About this task. Please repeat each entry. Match every word exactly.

Given entries.
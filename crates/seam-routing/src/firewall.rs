// Copyright (c) 2025 Geoffrey Huntley <ghuntley@ghuntley.com>. All rights reserved.
// SPDX-License-Identifier: Proprietary

//! Packet-filter capability: kernel address sets and the marking rule.
//!
//! The primitives are idempotent where the tools allow it (`-exist` on set
//! operations); rule presence is a separate query so the controller can do
//! check-then-insert and never duplicate the marking rule across cycles.

use async_trait::async_trait;
use seam_common::{run_command, CommandError};
use std::collections::BTreeSet;
use std::net::IpAddr;
use tracing::instrument;

/// Address family of a kernel set. Sets are per-family, so the policy set
/// is backed by one set of each.
#[derive(Debug, Clone, Copy, PartialEq, Eq)]
pub enum SetFamily {
	V4,
	V6,
}

impl SetFamily {
	pub fn of(addr: &IpAddr) -> Self {
		match addr {
			IpAddr::V4(_) => SetFamily::V4,
			IpAddr::V6(_) => SetFamily::V6,
		}
	}
}

#[async_trait]
pub trait PacketFilter: Send + Sync {
	/// Create the named set if absent; a no-op when it already exists.
	async fn create_set(&self, name: &str, family: SetFamily) -> Result<(), CommandError>;

	/// Add one address to the named set; a no-op for existing members.
	async fn add_member(&self, name: &str, addr: IpAddr) -> Result<(), CommandError>;

	/// Current members of the named set.
	async fn list_members(
		&self,
		name: &str,
		family: SetFamily,
	) -> Result<BTreeSet<IpAddr>, CommandError>;

	/// Whether the marking rule for (set, mark) is already installed.
	async fn mark_rule_present(&self, set: &str, mark: u32) -> Result<bool, CommandError>;

	/// Append the marking rule for (set, mark).
	async fn install_mark_rule(&self, set: &str, mark: u32) -> Result<(), CommandError>;

	/// Durably save the rule set so it survives a restart of the filtering
	/// subsystem.
	async fn persist(&self) -> Result<(), CommandError>;
}

/// `ipset`/`iptables` implementation.
pub struct CommandPacketFilter;

impl CommandPacketFilter {
	pub fn new() -> Self {
		Self
	}

	fn mark_rule_args<'a>(set: &'a str, mark: &'a str, action: &'a str) -> Vec<&'a str> {
		vec![
			"-t",
			"mangle",
			action,
			"PREROUTING",
			"-m",
			"set",
			"--match-set",
			set,
			"dst",
			"-j",
			"MARK",
			"--set-mark",
			mark,
		]
	}
}

impl Default for CommandPacketFilter {
	fn default() -> Self {
		Self::new()
	}
}

#[async_trait]
impl PacketFilter for CommandPacketFilter {
	#[instrument(skip(self))]
	async fn create_set(&self, name: &str, family: SetFamily) -> Result<(), CommandError> {
		let family_arg = match family {
			SetFamily::V4 => "inet",
			SetFamily::V6 => "inet6",
		};
		run_command(
			"ipset",
			&["create", name, "hash:ip", "family", family_arg, "-exist"],
		)
		.await?;
		Ok(())
	}

	#[instrument(skip(self), fields(%addr))]
	async fn add_member(&self, name: &str, addr: IpAddr) -> Result<(), CommandError> {
		let addr = addr.to_string();
		run_command("ipset", &["add", name, &addr, "-exist"]).await?;
		Ok(())
	}

	#[instrument(skip(self))]
	async fn list_members(
		&self,
		name: &str,
		_family: SetFamily,
	) -> Result<BTreeSet<IpAddr>, CommandError> {
		let output = run_command("ipset", &["list", name]).await?;

		let mut members = BTreeSet::new();
		let mut in_members = false;
		for line in output.lines() {
			if in_members {
				if let Some(token) = line.split_whitespace().next() {
					if let Ok(addr) = token.parse::<IpAddr>() {
						members.insert(addr);
					}
				}
			} else if line.starts_with("Members:") {
				in_members = true;
			}
		}

		Ok(members)
	}

	#[instrument(skip(self))]
	async fn mark_rule_present(&self, set: &str, mark: u32) -> Result<bool, CommandError> {
		let mark = mark.to_string();
		// `iptables -C` exits non-zero when the rule is absent.
		Ok(
			run_command("iptables", &Self::mark_rule_args(set, &mark, "-C"))
				.await
				.is_ok(),
		)
	}

	#[instrument(skip(self))]
	async fn install_mark_rule(&self, set: &str, mark: u32) -> Result<(), CommandError> {
		let mark = mark.to_string();
		run_command("iptables", &Self::mark_rule_args(set, &mark, "-A")).await?;
		Ok(())
	}

	#[instrument(skip(self))]
	async fn persist(&self) -> Result<(), CommandError> {
		run_command("netfilter-persistent", &["save"]).await?;
		Ok(())
	}
}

Result for this task.
filename crates/seam-routing/src/firewall.rs
// Copyright (c) 2025 Geoffrey Huntley <ghuntley@ghuntley.com>. All rights reserved.
// SPDX-License-Identifier: Proprietary

//! Packet-filter capability: kernel address sets and the marking rule.
//!
//! The primitives are idempotent where the tools allow it (`-exist` on set
//! operations); rule presence is a separate query so the controller can do
//! check-then-insert and never duplicate the marking rule across cycles.

use async_trait::async_trait;
use seam_common::{run_command, CommandError};
use std::collections::BTreeSet;
use std::net::IpAddr;
use tracing::instrument;

/// Address family of a kernel set. Sets are per-family, so the policy set
/// is backed by one set of each.
#[derive(Debug, Clone, Copy, PartialEq, Eq)]
pub enum SetFamily {
	V4,
	V6,
}

impl SetFamily {
	pub fn of(addr: &IpAddr) -> Self {
		match addr {
			IpAddr::V4(_) => SetFamily::V4,
			IpAddr::V6(_) => SetFamily::V6,
		}
	}
}

#[async_trait]
pub trait PacketFilter: Send + Sync {
	/// Create the named set if absent; a no-op when it already exists.
	async fn create_set(&self, name: &str, family: SetFamily) -> Result<(), CommandError>;

	/// Add one address to the named set; a no-op for existing members.
	async fn add_member(&self, name: &str, addr: IpAddr) -> Result<(), CommandError>;

	/// Current members of the named set.
	async fn list_members(
		&self,
		name: &str,
		family: SetFamily,
	) -> Result<BTreeSet<IpAddr>, CommandError>;

	/// Whether the marking rule for (set, mark) is already installed.
	async fn mark_rule_present(&self, set: &str, mark: u32) -> Result<bool, CommandError>;

	/// Append the marking rule for (set, mark).
	async fn install_mark_rule(&self, set: &str, mark: u32) -> Result<(), CommandError>;

	/// Durably save the rule set so it survives a restart of the filtering
	/// subsystem.
	async fn persist(&self) -> Result<(), CommandError>;
}

/// `ipset`/`iptables` implementation.
pub struct CommandPacketFilter;

impl CommandPacketFilter {
	pub fn new() -> Self {
		Self
	}

	fn mark_rule_args<'a>(set: &'a str, mark: &'a str, action: &'a str) -> Vec<&'a str> {
		vec![
			"-t",
			"mangle",
			action,
			"PREROUTING",
			"-m",
			"set",
			"--match-set",
			set,
			"dst",
			"-j",
			"MARK",
			"--set-mark",
			mark,
		]
	}
}

impl Default for CommandPacketFilter {
	fn default() -> Self {
		Self::new()
	}
}

#[async_trait]
impl PacketFilter for CommandPacketFilter {
	#[instrument(skip(self))]
	async fn create_set(&self, name: &str, family: SetFamily) -> Result<(), CommandError> {
		let family_arg = match family {
			SetFamily::V4 => "inet",
			SetFamily::V6 => "inet6",
		};
		run_command(
			"ipset",
			&["create", name, "hash:ip", "family", family_arg, "-exist"],
		)
		.await?;
		Ok(())
	}

	#[instrument(skip(self), fields(%addr))]
	async fn add_member(&self, name: &str, addr: IpAddr) -> Result<(), CommandError> {
		let addr = addr.to_string();
		run_command("ipset", &["add", name, &addr, "-exist"]).await?;
		Ok(())
	}

	#[instrument(skip(self))]
	async fn list_members(
		&self,
		name: &str,
		_family: SetFamily,
	) -> Result<BTreeSet<IpAddr>, CommandError> {
		let output = run_command("ipset", &["list", name]).await?;

		let mut members = BTreeSet::new();
		let mut in_members = false;
		for line in output.lines() {
			if in_members {
				if let Some(token) = line.split_whitespace().next() {
					if let Ok(addr) = token.parse::<IpAddr>() {
						members.insert(addr);
					}
				}
			} else if line.starts_with("Members:") {
				in_members = true;
			}
		}

		Ok(members)
	}

	#[instrument(skip(self))]
	async fn mark_rule_present(&self, set: &str, mark: u32) -> Result<bool, CommandError> {
		let mark = mark.to_string();
		// `iptables -C` exits non-zero when the rule is absent.
		Ok(
			run_command("iptables", &Self::mark_rule_args(set, &mark, "-C"))
				.await
				.is_ok(),
		)
	}

	#[instrument(skip(self))]
	async fn install_mark_rule(&self, set: &str, mark: u32) -> Result<(), CommandError> {
		let mark = mark.to_string();
		run_command("iptables", &Self::mark_rule_args(set, &mark, "-A")).await?;
		Ok(())
	}

	#[instrument(skip(self))]
	async fn persist(&self) -> Result<(), CommandError> {
		run_command("netfilter-persistent", &["save"]).await?;
		Ok(())
	}
}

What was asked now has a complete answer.